Con la promesa de que la ciudad no se volvería a inundar, Roberto Loyola Vera se convierte en alcalde.

Pero sus esfuerzos se van en obras de ornato y en dos años al anunciar su programa de las mil obras, apenas 15 eran de tipo pluvial. Resultado: la ciudad volvió a sufrir inundaciones. Y la respuesta del gobierno fue ridícula: los drenes funcionaron pero las lluvias nos ganaron o bien, que era culpa de los ciudadanos por tirar basura en las calles.

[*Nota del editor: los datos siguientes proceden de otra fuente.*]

// Handler serving two models from a mounted shared volume
use actix_web::web;
use anyhow::Result;
use clap::Parser;
use log::info;
use qa_handlers::api::serve;
use qa_handlers::config::EfsArgs;
use qa_handlers::logging;
use qa_handlers::models::BertLoader;
use qa_handlers::staging::stage_bundled_models;
use qa_handlers::state::{AppState, EfsProvider};
use std::sync::Arc;

#[actix_web::main]
async fn main() -> Result<()> {
    let args = EfsArgs::parse();
    logging::init(&args.server.service_name);

    // Demo bootstrap: a volume provisioned ahead of time can skip the copy.
    if args.skip_staging {
        info!(
            "Skipping staging, serving models already under {}",
            args.mount_dir.display()
        );
    } else {
        stage_bundled_models(&args.bundle_dir, &args.mount_dir)?;
    }

    let provider = EfsProvider::new(args.mount_dir.clone(), BertLoader::default());
    let shared_state = web::Data::new(AppState::new(
        Arc::new(provider),
        args.server.service_name.clone(),
    ));

    serve(shared_state, &args.server).await?;
    Ok(())
}
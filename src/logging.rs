// Logger setup shared by the binaries
use env_logger::Env;
use std::io::Write;

/// Installs `env_logger` at `info` unless `RUST_LOG` says otherwise, tagging
/// each line with `service_name`.
pub fn init(service_name: &str) {
    let service_name = service_name.to_string();
    env_logger::Builder::from_env(Env::default().default_filter_or("info"))
        .format(move |buf, record| {
            writeln!(
                buf,
                "{} {:<5} [{}] {}: {}",
                buf.timestamp_millis(),
                record.level(),
                service_name,
                record.target(),
                record.args()
            )
        })
        .init();
}
// Model artifacts and the question answering seam
use anyhow::bail;
use candle::Device;
use std::path::{Path, PathBuf};
use std::sync::Arc;

pub mod bert;

use bert::BertQaModel;

pub const WEIGHTS_PTH: &str = "pytorch_model.bin";
pub const WEIGHTS_SAFETENSORS: &str = "model.safetensors";
pub const CONFIG: &str = "config.json";
pub const TOKENIZER: &str = "tokenizer.json";
pub const TOKENIZER_CONFIG: &str = "tokenizer_config.json";

/// Anything that can pull an answer span for `question` out of `context`.
pub trait QuestionAnswerer: Send + Sync {
    fn answer(&self, question: &str, context: &str) -> anyhow::Result<String>;
}

/// Builds a tokenizer + model pair from a directory of artifacts.
pub trait ModelLoader: Send + Sync {
    fn load(&self, model_dir: &Path) -> anyhow::Result<Arc<dyn QuestionAnswerer>>;
}

pub struct BertLoader {
    device: Device,
}

impl BertLoader {
    pub fn new(device: Device) -> Self {
        Self { device }
    }
}

impl Default for BertLoader {
    fn default() -> Self {
        Self::new(Device::Cpu)
    }
}

impl ModelLoader for BertLoader {
    fn load(&self, model_dir: &Path) -> anyhow::Result<Arc<dyn QuestionAnswerer>> {
        let model = BertQaModel::load(model_dir, self.device.clone())?;
        Ok(Arc::new(model))
    }
}

/// The artifact files found in one model directory.
#[derive(Debug, Clone, PartialEq)]
pub struct ModelFiles {
    pub weights: PathBuf,
    pub config: PathBuf,
    pub tokenizer: PathBuf,
    pub tokenizer_config: Option<PathBuf>,
}

impl ModelFiles {
    /// Resolves the artifacts in `dir`. Safetensors weights win over a
    /// PyTorch checkpoint when both are present.
    pub fn locate(dir: &Path) -> anyhow::Result<Self> {
        let weights = [WEIGHTS_SAFETENSORS, WEIGHTS_PTH]
            .iter()
            .map(|name| dir.join(name))
            .find(|path| path.is_file());
        let Some(weights) = weights else {
            bail!(
                "no model weights ({WEIGHTS_SAFETENSORS} or {WEIGHTS_PTH}) in {}",
                dir.display()
            );
        };

        let config = required(dir, CONFIG)?;
        let tokenizer = required(dir, TOKENIZER)?;
        let tokenizer_config = Some(dir.join(TOKENIZER_CONFIG)).filter(|path| path.is_file());

        Ok(Self {
            weights,
            config,
            tokenizer,
            tokenizer_config,
        })
    }

    pub fn is_safetensors(&self) -> bool {
        self.weights.extension().is_some_and(|ext| ext == "safetensors")
    }

    pub fn paths(&self) -> impl Iterator<Item = &Path> {
        [&self.weights, &self.config, &self.tokenizer]
            .into_iter()
            .map(PathBuf::as_path)
            .chain(self.tokenizer_config.as_deref())
    }
}

fn required(dir: &Path, name: &str) -> anyhow::Result<PathBuf> {
    let path = dir.join(name);
    if !path.is_file() {
        bail!("missing model file {}", path.display());
    }
    Ok(path)
}

#[cfg(test)]
mod tests {
    use super::*;
    use std::fs;

    fn scratch(name: &str) -> PathBuf {
        let dir = std::env::temp_dir().join(format!(
            "qa-handlers-files-{name}-{}",
            std::process::id()
        ));
        let _ = fs::remove_dir_all(&dir);
        fs::create_dir_all(&dir).unwrap();
        dir
    }

    #[test]
    fn locate_prefers_safetensors() {
        let dir = scratch("prefer");
        for name in [WEIGHTS_PTH, WEIGHTS_SAFETENSORS, CONFIG, TOKENIZER] {
            fs::write(dir.join(name), b"x").unwrap();
        }

        let files = ModelFiles::locate(&dir).unwrap();
        assert!(files.is_safetensors());
        assert_eq!(files.tokenizer_config, None);
        assert_eq!(files.paths().count(), 3);
        fs::remove_dir_all(&dir).unwrap();
    }

    #[test]
    fn locate_reports_missing_tokenizer() {
        let dir = scratch("missing");
        for name in [WEIGHTS_PTH, CONFIG, TOKENIZER_CONFIG] {
            fs::write(dir.join(name), b"x").unwrap();
        }

        let err = ModelFiles::locate(&dir).unwrap_err();
        assert!(err.to_string().contains(TOKENIZER));
        fs::remove_dir_all(&dir).unwrap();
    }

    #[test]
    fn locate_requires_weights() {
        let dir = scratch("weights");
        let err = ModelFiles::locate(&dir).unwrap_err();
        assert!(err.to_string().contains("no model weights"));
        fs::remove_dir_all(&dir).unwrap();
    }
}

Y el PAN, en la búsqueda del regreso al poder, culpa del desastre al gobierno priista sin asumir responsabilidad alguna por los años en que estuvieron al frente.

Prueba de ellos son las declaraciones del entonces diputado Marcos Aguilar, quien en la búsqueda de la alcaldía, no dudó en tomar la bandera de las inundaciones y envolverse en ella y arrojarse al vacío de la retórica política.

En el 2014, Aguilar Vega escribió en su cuenta de twitter que era “Inaceptable que en 2 años de trabajo y mil obras, ninguna sirva para impedir que con cada lluvia haya daños en viviendas de los queretanos”.

Y un año después, ya siendo candidato, escribió en esa misma red social: “La lluvia llega en buen momento, en el que se necesita purificar esta tierra y eliminar el mal gobierno del PRI”.

Hoy, el alcalde Marcos Aguilar tiene que enfrentarse a sus propios dichos. Las lluvias del pasado jueves causaron daños en viviendas de los queretanos. Siguiendo sus propias palabras, podríamos decir que es inaceptable que no se haya hecho nada para evitar esto. A cambio, el gobierno del panista nos ofrece respuestas similares a las que nos dio el PRI en su momento: los drenes funcionan correctamente y es culpa de los que tiran basura.

Excelentes para ver los errores en el gobierno ajeno, nuestros políticos son incapaces de asumir errores y mucho menos de ofrecer soluciones concretas en el corto y mediano plazo.

Mientras no se realice una gran obra pluvial y se regulen los cambios de uso de suelo tan frecuentes en los años recientes, las inundaciones en las colonias se repetirán y los candidatos querrán sacar raja política de ellos.

En tanto, en el gobierno de Marcos Aguilar, estamos a PAN y el agua que nos inunda.